Toda enfermedad tiene cierto porcentaje de letalidad. Y parecería una obviedad decir que para la muerte no hay cura. No obstante está instalada en nosotros la idea de que la cura es algo que sólo se administra desde afuera, cuando mucho antes el propio organismo hace lo suficiente para intentar recuperar su equilibrio.
Desde un punto de vista médico podríamos explicar que el sistema inmunológico tiene dos mecanismos: uno humoral, de anticuerpos circulantes, que van con la globulina, y otro, celular, a través de linfocitos T y K. Claro que la evolución del paciente, es decir, su capacidad de resistencia, dependerá de la relación entre la carga viral que lo afecte y el estado de sus defensas en ese momento.
No se interprete hasta aquí que estoy en contra de los tratamientos médicos o que no reconozco su valor. Por el contrario, admito la enorme importancia del cuidado clínico, la labor admirable de los profesionales de la salud, y la efectividad de herramientas como medicamentos y vacunas (salvan millones de vidas en el mundo), pero sin desconocer a la vez que desde un punto de vista biológico estamos provistos de herramientas para afrontar aquello que nos genera desequilibrio.
Desde esta perspectiva, podríamos pensarnos como sistemas de salud con nombre propio y evaluar en qué estado estamos, cuánto nos afectan la desmotivación, la ansiedad, la incertidumbre y qué cerca o lejos nos encontramos del colapso interno, justamente cuando se advierte sobre el colapso del sistema sanitario institucional.

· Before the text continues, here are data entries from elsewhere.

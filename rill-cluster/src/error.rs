//! Errors raised while describing, starting, or stopping a cluster.

use std::time::Duration;

use thiserror::Error;

/// The result type for cluster operations.
pub type Result<T> = std::result::Result<T, ClusterError>;

/// Errors that can occur while orchestrating a cluster.
#[derive(Debug, Error)]
pub enum ClusterError {
    /// The topology violates a start-order or addressing rule.
    #[error("invalid topology: {reason}")]
    InvalidTopology {
        /// What is wrong with it.
        reason: String,
    },

    /// The configuration file could not be read.
    #[error("failed to read cluster config from {path}: {source}")]
    ConfigIo {
        /// File path.
        path: String,
        /// Underlying error.
        source: std::io::Error,
    },

    /// The configuration could not be parsed.
    #[error("failed to parse cluster config: {message}")]
    ConfigParse {
        /// Parser message.
        message: String,
    },

    /// A launch command references a placeholder that does not exist.
    #[error("unknown placeholder {{{name}}} in launch command")]
    UnknownPlaceholder {
        /// The placeholder name without braces.
        name: String,
    },

    /// The scratch directory could not be created.
    #[error("failed to create scratch directory: {0}")]
    Scratch(std::io::Error),

    /// A node process could not be spawned.
    #[error("failed to spawn {node}: {source}")]
    SpawnFailed {
        /// Node name, e.g. `broker-0`.
        node: String,
        /// Underlying error.
        source: std::io::Error,
    },

    /// A node process exited while the cluster was starting.
    #[error("{node} exited before becoming ready ({status})")]
    NodeExited {
        /// Node name.
        node: String,
        /// Exit status as reported by the OS.
        status: String,
    },

    /// A node did not accept connections within the readiness timeout.
    #[error("{node} not ready at {address} after {waited:?}")]
    NotReady {
        /// Node name.
        node: String,
        /// Address that was probed.
        address: String,
        /// How long readiness was polled.
        waited: Duration,
    },

    /// Any other I/O failure while managing node processes.
    #[error("io error: {0}")]
    Io(#[from] std::io::Error),
}

impl ClusterError {
    /// Returns true if the error happened before any node was launched.
    #[must_use]
    pub const fn is_config(&self) -> bool {
        matches!(
            self,
            Self::InvalidTopology { .. }
                | Self::ConfigIo { .. }
                | Self::ConfigParse { .. }
                | Self::UnknownPlaceholder { .. }
        )
    }
}
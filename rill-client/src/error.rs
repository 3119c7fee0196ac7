//! Error types for broker client operations.
//!
//! Errors are `Clone` because a single failed append is reported to every
//! write handle that was part of the batch.

use std::fmt;

use thiserror::Error;

/// The result type for client operations.
pub type Result<T> = std::result::Result<T, ClientError>;

/// The kind of broker resource an error refers to.
#[derive(Debug, Clone, Copy, PartialEq, Eq, Hash)]
pub enum Resource {
    /// A stream.
    Stream,
    /// A subscription.
    Subscription,
    /// A named consumer attached to a subscription.
    Consumer,
}

impl fmt::Display for Resource {
    fn fmt(&self, f: &mut fmt::Formatter<'_>) -> fmt::Result {
        match self {
            Self::Stream => write!(f, "stream"),
            Self::Subscription => write!(f, "subscription"),
            Self::Consumer => write!(f, "consumer"),
        }
    }
}

/// Errors returned by broker client operations.
#[derive(Debug, Clone, PartialEq, Eq, Error)]
pub enum ClientError {
    /// The named resource does not exist (or no longer exists).
    #[error("{resource} not found: {name}")]
    NotFound {
        /// Kind of resource.
        resource: Resource,
        /// Name or identifier that was looked up.
        name: String,
    },

    /// The named resource already exists.
    #[error("{resource} already exists: {name}")]
    AlreadyExists {
        /// Kind of resource.
        resource: Resource,
        /// Name or identifier that collided.
        name: String,
    },

    /// A record exceeds the broker's maximum record size.
    #[error("record too large: {size} bytes exceeds limit of {max} bytes")]
    RecordTooLarge {
        /// Size of the offending record payload.
        size: usize,
        /// Maximum accepted size.
        max: usize,
    },

    /// An argument was rejected before reaching the broker.
    #[error("invalid argument {name}: {reason}")]
    InvalidArgument {
        /// The name of the argument.
        name: &'static str,
        /// Why it was invalid.
        reason: String,
    },

    /// The producer was closed before the write could be accepted.
    #[error("producer closed")]
    ProducerClosed,

    /// The node behind this client cannot be reached.
    #[error("node unavailable: {address}")]
    Unavailable {
        /// Address of the unreachable node.
        address: String,
    },

    /// The broker answered with something the contract does not allow.
    #[error("protocol violation: {message}")]
    Protocol {
        /// Description of the unexpected response.
        message: String,
    },
}

impl ClientError {
    /// Returns true for errors of the not-found class.
    #[must_use]
    pub const fn is_not_found(&self) -> bool {
        matches!(self, Self::NotFound { .. })
    }

    /// Returns true if the error reports an oversized record.
    #[must_use]
    pub const fn is_size_limit(&self) -> bool {
        matches!(self, Self::RecordTooLarge { .. })
    }

    /// Returns true if the error reports a name collision.
    #[must_use]
    pub const fn is_already_exists(&self) -> bool {
        matches!(self, Self::AlreadyExists { .. })
    }

    /// Shorthand for a missing stream.
    #[must_use]
    pub fn stream_not_found(name: impl Into<String>) -> Self {
        Self::NotFound {
            resource: Resource::Stream,
            name: name.into(),
        }
    }

    /// Shorthand for a missing subscription.
    #[must_use]
    pub fn subscription_not_found(id: impl Into<String>) -> Self {
        Self::NotFound {
            resource: Resource::Subscription,
            name: id.into(),
        }
    }
}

Precisamente porque nos enfrentamos a un problema de escasez de recursos resulta pertinente preguntarnos qué impacto tiene en nosotros centrar nuestro pensamiento en la muerte, en vez de en las posibilidades de cura. Sería de ayuda tener mayor confianza en nuestras propias defensas y evitar así acercarnos a un estado de hipocondría general. Nos urge prestar atención al lenguaje que usamos cuando hablamos de Covid-19 y sus consecuencias. De hecho, percibirán en este artículo que la palabra cura aparece muchas veces. No se trata, sin embargo, de una redacción poco revisada sino de la intención de contrarrestrar nuestra exposición a palabras con sentido contrario. Me propongo subrayar que curarse podría ser una manera de alcanzar resiliencia.